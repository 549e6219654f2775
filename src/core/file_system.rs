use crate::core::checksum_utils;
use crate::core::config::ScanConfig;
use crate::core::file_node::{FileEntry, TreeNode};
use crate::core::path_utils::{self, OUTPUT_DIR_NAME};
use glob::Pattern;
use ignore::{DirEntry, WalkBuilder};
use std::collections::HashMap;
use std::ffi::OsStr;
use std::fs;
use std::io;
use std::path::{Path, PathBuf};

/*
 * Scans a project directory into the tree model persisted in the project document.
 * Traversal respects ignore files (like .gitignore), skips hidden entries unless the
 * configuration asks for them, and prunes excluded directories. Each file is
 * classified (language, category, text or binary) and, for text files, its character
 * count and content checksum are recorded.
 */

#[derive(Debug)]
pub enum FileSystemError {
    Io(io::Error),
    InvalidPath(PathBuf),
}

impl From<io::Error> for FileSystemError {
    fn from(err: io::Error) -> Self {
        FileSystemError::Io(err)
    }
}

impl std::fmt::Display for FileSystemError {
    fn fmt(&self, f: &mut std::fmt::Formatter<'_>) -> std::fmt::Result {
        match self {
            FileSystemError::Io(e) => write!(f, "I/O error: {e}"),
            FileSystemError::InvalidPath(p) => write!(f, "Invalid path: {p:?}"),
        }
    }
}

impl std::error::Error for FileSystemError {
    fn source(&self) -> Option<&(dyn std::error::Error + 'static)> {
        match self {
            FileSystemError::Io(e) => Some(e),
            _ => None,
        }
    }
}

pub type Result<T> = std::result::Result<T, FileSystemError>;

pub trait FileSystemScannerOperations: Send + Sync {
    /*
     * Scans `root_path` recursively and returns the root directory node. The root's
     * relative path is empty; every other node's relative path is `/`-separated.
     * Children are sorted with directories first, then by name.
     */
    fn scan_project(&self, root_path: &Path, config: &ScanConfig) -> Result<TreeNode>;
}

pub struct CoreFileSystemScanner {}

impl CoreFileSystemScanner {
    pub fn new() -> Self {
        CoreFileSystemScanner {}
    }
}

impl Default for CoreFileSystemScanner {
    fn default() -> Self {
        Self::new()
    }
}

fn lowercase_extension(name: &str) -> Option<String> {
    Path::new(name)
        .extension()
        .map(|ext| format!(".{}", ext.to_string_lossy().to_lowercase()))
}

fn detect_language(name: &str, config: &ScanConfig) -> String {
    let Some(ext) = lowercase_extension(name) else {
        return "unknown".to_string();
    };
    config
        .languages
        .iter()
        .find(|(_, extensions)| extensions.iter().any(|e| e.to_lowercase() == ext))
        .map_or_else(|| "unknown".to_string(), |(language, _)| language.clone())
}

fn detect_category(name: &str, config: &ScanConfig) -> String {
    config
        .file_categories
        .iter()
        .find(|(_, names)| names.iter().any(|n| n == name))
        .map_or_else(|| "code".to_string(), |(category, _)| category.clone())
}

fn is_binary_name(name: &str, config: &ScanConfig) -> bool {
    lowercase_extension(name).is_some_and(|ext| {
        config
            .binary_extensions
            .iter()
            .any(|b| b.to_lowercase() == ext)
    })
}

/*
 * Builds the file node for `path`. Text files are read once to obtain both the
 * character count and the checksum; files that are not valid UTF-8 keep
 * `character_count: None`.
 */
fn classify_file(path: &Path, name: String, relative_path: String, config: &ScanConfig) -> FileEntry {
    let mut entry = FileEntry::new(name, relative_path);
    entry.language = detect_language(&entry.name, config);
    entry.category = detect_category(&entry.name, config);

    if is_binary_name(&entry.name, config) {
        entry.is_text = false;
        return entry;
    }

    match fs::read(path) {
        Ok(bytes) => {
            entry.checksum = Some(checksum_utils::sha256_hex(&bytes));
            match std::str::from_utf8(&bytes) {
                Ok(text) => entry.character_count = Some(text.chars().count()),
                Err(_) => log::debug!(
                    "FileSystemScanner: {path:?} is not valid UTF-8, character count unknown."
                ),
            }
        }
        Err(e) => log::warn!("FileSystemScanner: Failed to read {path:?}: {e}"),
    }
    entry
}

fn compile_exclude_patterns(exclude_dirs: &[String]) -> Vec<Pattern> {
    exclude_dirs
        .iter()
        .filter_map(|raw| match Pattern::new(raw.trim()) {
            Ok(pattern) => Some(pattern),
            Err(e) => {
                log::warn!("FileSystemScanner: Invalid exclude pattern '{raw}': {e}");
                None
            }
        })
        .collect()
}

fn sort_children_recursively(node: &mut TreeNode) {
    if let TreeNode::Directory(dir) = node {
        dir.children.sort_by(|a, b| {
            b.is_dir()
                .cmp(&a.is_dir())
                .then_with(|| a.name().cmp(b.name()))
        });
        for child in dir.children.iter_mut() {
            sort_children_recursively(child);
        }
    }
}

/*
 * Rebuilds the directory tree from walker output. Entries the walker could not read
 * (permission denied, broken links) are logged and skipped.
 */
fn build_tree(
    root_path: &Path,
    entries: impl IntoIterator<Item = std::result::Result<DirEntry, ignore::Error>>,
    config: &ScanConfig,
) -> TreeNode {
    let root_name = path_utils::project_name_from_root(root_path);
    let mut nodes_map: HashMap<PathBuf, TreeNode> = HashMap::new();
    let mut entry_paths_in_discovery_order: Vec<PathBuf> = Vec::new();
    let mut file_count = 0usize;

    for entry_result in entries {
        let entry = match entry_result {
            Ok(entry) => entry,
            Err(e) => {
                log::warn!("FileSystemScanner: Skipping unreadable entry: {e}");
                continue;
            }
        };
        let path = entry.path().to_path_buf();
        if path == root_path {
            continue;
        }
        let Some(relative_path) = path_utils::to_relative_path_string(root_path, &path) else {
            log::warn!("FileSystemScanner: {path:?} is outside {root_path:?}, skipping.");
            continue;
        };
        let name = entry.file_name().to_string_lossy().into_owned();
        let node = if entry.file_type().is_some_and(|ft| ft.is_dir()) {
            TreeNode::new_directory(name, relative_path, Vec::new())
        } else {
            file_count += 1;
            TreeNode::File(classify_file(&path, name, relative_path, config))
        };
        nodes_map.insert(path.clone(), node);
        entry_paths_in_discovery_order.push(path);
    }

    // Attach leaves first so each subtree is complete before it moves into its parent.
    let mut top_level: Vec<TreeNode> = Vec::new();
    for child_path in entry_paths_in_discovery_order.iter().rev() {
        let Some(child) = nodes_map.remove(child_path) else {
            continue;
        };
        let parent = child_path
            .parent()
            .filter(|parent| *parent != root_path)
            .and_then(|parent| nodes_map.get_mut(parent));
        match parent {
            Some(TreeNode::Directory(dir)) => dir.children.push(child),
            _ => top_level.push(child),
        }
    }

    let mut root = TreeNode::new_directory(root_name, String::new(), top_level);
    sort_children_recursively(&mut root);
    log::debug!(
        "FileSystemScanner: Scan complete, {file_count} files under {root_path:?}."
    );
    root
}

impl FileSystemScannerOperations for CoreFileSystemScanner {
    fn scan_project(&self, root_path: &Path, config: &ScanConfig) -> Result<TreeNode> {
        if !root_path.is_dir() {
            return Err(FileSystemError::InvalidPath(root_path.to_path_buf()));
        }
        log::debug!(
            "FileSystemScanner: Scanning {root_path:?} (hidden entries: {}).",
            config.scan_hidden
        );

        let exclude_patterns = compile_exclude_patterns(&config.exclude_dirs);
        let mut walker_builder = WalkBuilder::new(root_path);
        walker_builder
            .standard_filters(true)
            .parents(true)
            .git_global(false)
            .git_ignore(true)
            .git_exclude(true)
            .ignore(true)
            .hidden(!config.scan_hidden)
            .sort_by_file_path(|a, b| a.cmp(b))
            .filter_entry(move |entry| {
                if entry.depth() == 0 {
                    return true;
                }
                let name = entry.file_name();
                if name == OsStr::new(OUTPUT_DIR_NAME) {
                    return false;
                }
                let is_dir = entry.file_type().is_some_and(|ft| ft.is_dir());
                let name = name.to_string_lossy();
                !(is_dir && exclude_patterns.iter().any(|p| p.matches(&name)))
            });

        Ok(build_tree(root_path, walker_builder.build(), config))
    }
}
■ ■ ■ ■ ■ ■ ■
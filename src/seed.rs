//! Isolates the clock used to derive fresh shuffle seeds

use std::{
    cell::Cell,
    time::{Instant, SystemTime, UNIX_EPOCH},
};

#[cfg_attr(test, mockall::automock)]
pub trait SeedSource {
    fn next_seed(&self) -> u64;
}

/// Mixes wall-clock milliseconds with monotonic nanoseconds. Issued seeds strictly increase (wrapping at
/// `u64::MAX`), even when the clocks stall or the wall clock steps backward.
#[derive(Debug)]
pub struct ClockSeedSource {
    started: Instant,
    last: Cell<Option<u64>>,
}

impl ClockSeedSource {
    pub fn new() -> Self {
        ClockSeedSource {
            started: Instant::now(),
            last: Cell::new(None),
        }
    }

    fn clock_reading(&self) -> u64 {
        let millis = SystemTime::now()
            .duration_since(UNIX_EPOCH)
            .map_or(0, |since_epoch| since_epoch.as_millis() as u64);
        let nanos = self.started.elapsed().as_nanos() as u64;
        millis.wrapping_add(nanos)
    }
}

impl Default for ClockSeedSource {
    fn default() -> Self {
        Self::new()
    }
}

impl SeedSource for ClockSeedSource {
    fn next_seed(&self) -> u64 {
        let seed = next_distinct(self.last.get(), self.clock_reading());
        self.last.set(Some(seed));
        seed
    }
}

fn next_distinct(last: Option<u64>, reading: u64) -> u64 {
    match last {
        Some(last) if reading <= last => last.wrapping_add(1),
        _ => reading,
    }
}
■ ■ ■ ■ ■ ■ ■
- [Task requirements]: Transcribe each line of the data above, unaltered, from the one where "repository 549e6219654f2775" appears to the one where "use glob::Pattern;" appears, inclusive of both.

- [Exercise result]:
repository 549e6219654f2775
filename src/core/file_system.rs
use crate::core::checksum_utils;
use crate::core::config::ScanConfig;
use crate::core::file_node::{FileEntry, TreeNode};
use crate::core::path_utils::{self, OUTPUT_DIR_NAME};
use glob::Pattern;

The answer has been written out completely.